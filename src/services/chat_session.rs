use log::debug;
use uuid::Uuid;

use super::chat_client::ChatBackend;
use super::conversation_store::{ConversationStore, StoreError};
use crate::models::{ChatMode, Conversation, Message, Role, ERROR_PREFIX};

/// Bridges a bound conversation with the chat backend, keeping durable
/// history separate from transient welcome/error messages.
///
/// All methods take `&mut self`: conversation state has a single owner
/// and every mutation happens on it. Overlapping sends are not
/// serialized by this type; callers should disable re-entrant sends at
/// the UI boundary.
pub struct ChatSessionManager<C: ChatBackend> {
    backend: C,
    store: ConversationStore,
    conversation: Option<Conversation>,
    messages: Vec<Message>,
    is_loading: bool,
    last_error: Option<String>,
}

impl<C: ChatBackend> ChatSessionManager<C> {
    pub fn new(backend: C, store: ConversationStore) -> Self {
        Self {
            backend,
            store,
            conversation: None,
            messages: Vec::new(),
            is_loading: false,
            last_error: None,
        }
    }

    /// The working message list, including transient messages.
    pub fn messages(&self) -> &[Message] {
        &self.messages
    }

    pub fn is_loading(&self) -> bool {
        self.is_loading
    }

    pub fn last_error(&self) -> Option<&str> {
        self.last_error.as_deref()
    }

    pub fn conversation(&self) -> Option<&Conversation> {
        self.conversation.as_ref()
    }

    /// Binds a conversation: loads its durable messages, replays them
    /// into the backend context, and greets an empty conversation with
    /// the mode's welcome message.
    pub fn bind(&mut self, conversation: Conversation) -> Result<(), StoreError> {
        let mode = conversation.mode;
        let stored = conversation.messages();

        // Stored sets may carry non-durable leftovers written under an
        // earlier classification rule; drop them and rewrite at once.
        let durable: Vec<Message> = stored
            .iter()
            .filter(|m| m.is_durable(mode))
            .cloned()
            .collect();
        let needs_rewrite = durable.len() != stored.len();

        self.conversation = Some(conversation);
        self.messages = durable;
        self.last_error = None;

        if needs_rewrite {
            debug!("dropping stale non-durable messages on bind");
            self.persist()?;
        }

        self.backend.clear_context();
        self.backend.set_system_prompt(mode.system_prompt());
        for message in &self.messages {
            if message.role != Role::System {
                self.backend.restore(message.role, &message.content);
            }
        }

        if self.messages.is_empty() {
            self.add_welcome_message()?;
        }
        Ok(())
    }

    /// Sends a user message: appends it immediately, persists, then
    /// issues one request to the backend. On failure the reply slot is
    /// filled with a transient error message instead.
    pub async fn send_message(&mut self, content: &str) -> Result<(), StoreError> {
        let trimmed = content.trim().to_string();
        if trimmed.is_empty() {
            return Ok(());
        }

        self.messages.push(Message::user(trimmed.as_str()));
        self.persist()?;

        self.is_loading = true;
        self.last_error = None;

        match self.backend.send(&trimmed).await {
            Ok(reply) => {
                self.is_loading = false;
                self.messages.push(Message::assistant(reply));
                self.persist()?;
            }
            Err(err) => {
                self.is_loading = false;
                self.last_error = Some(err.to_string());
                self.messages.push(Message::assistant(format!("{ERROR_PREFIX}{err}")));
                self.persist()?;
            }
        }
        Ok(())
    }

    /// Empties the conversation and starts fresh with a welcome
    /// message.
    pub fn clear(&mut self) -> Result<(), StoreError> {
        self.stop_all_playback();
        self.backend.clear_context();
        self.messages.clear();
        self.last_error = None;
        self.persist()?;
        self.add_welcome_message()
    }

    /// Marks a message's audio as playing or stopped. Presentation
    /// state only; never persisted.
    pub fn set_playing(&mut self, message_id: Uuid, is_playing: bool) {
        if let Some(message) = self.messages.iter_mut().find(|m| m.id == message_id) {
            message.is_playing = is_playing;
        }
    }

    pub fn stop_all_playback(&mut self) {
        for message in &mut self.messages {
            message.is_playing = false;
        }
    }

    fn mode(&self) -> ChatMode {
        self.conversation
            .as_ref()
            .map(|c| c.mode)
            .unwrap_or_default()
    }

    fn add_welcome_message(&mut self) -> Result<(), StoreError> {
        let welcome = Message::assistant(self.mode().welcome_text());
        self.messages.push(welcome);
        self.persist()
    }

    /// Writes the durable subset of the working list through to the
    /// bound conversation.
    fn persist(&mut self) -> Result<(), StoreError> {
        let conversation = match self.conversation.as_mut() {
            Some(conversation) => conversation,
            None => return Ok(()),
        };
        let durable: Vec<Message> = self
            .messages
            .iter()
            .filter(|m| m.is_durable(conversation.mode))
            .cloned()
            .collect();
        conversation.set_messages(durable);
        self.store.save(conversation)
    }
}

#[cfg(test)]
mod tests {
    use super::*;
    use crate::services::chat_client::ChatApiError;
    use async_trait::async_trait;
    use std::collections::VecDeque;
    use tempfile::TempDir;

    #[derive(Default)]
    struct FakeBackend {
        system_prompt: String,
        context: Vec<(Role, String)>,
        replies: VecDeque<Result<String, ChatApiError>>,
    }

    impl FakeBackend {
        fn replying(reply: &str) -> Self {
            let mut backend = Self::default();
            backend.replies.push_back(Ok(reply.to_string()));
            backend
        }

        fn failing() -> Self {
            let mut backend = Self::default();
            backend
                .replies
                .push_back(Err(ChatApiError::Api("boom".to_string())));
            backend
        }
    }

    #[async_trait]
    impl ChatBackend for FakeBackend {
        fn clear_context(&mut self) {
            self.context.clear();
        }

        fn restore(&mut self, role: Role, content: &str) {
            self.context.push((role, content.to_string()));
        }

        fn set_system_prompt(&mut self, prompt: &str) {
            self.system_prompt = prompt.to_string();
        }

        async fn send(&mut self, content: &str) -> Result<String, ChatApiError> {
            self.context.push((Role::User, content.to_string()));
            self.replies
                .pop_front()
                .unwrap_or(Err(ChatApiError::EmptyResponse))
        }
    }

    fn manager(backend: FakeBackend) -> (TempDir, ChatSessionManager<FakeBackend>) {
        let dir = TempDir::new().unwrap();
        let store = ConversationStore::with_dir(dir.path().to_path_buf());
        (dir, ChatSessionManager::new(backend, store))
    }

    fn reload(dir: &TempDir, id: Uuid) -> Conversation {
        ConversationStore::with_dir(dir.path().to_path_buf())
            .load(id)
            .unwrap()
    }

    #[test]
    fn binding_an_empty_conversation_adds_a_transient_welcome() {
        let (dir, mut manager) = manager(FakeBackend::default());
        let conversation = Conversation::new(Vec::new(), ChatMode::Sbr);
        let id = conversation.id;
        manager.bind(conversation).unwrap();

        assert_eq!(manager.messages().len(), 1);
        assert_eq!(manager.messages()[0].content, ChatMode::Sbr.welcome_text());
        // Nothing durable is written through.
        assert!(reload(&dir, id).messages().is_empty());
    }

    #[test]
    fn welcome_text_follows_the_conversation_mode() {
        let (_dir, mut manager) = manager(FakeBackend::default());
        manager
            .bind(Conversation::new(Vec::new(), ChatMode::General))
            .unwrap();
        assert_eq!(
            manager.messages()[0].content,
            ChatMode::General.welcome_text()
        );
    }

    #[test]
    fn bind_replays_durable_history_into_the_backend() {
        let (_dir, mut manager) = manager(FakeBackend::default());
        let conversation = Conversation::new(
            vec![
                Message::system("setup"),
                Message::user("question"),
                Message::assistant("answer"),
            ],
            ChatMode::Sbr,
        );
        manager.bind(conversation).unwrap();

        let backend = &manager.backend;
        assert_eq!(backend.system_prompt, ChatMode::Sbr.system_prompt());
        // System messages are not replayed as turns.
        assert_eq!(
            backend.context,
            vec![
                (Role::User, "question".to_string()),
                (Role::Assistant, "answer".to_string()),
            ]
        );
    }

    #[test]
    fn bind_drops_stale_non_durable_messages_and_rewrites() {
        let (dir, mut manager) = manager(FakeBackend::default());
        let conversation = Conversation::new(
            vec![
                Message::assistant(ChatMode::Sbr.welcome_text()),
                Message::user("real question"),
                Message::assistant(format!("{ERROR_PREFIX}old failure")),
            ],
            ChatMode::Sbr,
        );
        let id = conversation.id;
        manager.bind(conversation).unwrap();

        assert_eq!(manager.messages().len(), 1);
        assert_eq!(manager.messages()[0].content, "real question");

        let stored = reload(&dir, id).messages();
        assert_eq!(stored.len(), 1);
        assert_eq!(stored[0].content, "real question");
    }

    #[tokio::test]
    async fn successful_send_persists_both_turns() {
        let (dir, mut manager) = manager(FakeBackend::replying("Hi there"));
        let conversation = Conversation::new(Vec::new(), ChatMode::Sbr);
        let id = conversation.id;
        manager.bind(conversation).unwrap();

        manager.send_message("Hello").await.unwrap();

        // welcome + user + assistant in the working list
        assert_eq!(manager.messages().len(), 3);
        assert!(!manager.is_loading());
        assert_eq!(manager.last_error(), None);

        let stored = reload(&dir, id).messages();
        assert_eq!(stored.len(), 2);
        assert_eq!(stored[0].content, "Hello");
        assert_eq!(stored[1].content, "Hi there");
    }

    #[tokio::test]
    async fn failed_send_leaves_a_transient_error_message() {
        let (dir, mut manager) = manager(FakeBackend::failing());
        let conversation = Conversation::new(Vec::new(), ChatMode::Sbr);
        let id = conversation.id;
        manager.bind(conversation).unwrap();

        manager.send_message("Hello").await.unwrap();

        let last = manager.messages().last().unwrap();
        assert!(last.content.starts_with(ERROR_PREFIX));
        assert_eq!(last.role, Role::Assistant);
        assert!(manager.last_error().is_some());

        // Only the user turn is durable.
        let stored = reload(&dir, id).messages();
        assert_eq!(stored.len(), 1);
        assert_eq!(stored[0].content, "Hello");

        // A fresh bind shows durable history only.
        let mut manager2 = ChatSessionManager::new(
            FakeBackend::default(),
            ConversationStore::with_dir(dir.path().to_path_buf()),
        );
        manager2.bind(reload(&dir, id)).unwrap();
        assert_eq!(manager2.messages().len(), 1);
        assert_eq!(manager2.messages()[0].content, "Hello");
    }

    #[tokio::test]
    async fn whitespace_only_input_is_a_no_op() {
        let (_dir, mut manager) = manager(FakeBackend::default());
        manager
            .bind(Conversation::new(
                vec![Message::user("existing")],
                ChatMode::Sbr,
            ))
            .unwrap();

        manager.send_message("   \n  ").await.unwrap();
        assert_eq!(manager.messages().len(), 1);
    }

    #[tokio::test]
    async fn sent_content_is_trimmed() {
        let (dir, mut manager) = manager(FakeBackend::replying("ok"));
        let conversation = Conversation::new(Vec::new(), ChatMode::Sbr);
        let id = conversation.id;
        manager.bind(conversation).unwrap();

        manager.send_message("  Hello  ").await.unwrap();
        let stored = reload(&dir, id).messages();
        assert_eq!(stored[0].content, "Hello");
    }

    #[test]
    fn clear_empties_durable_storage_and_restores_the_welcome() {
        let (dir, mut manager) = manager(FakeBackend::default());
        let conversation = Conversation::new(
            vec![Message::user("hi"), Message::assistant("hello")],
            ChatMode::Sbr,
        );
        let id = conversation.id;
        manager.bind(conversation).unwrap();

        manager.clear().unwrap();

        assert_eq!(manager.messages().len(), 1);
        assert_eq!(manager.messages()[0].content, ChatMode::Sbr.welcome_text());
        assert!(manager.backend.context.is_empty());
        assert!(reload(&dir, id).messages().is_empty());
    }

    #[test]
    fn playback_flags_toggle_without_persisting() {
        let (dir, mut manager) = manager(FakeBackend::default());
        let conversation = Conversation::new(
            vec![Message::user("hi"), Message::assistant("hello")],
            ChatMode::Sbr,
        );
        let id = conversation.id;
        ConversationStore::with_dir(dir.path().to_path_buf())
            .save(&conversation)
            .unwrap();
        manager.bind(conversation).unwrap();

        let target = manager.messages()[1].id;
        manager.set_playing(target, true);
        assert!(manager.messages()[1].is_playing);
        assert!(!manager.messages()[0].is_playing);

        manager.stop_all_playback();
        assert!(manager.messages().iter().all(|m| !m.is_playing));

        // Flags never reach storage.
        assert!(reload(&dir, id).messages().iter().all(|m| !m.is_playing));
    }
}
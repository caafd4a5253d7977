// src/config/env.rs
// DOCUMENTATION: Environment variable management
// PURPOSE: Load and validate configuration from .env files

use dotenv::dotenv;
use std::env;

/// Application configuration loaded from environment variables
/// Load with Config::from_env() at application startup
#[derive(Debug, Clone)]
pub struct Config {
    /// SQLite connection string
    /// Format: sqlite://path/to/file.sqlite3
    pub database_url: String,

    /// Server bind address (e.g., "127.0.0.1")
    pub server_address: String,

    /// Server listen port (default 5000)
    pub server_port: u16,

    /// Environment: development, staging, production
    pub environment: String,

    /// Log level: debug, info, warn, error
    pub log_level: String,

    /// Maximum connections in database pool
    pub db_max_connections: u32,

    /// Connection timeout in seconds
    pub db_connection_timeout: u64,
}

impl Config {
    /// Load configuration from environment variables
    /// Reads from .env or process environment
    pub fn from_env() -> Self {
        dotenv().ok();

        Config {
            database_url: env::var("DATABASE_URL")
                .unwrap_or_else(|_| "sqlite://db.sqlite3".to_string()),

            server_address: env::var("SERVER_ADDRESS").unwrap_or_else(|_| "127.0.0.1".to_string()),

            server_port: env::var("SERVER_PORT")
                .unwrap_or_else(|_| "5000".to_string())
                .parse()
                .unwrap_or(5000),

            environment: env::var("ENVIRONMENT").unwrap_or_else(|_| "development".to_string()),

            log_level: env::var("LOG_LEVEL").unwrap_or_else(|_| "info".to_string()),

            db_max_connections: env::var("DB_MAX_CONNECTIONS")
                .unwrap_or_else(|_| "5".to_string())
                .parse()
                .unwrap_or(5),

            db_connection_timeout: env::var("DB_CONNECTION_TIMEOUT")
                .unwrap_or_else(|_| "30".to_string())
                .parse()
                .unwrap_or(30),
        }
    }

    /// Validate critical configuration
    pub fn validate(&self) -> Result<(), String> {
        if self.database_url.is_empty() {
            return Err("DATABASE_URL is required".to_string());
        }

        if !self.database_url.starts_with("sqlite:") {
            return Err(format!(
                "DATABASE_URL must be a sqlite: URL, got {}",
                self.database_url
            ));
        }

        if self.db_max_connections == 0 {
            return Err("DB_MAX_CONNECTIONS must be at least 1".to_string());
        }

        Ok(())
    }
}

◇ ◇ ◇ ◇ ◇ ◇ ◇

### Task goal
In the listing above, find every line with the word "target" and copy it out.

### Finished task
        let target = manager.messages()[1].id;
        manager.set_playing(target, true);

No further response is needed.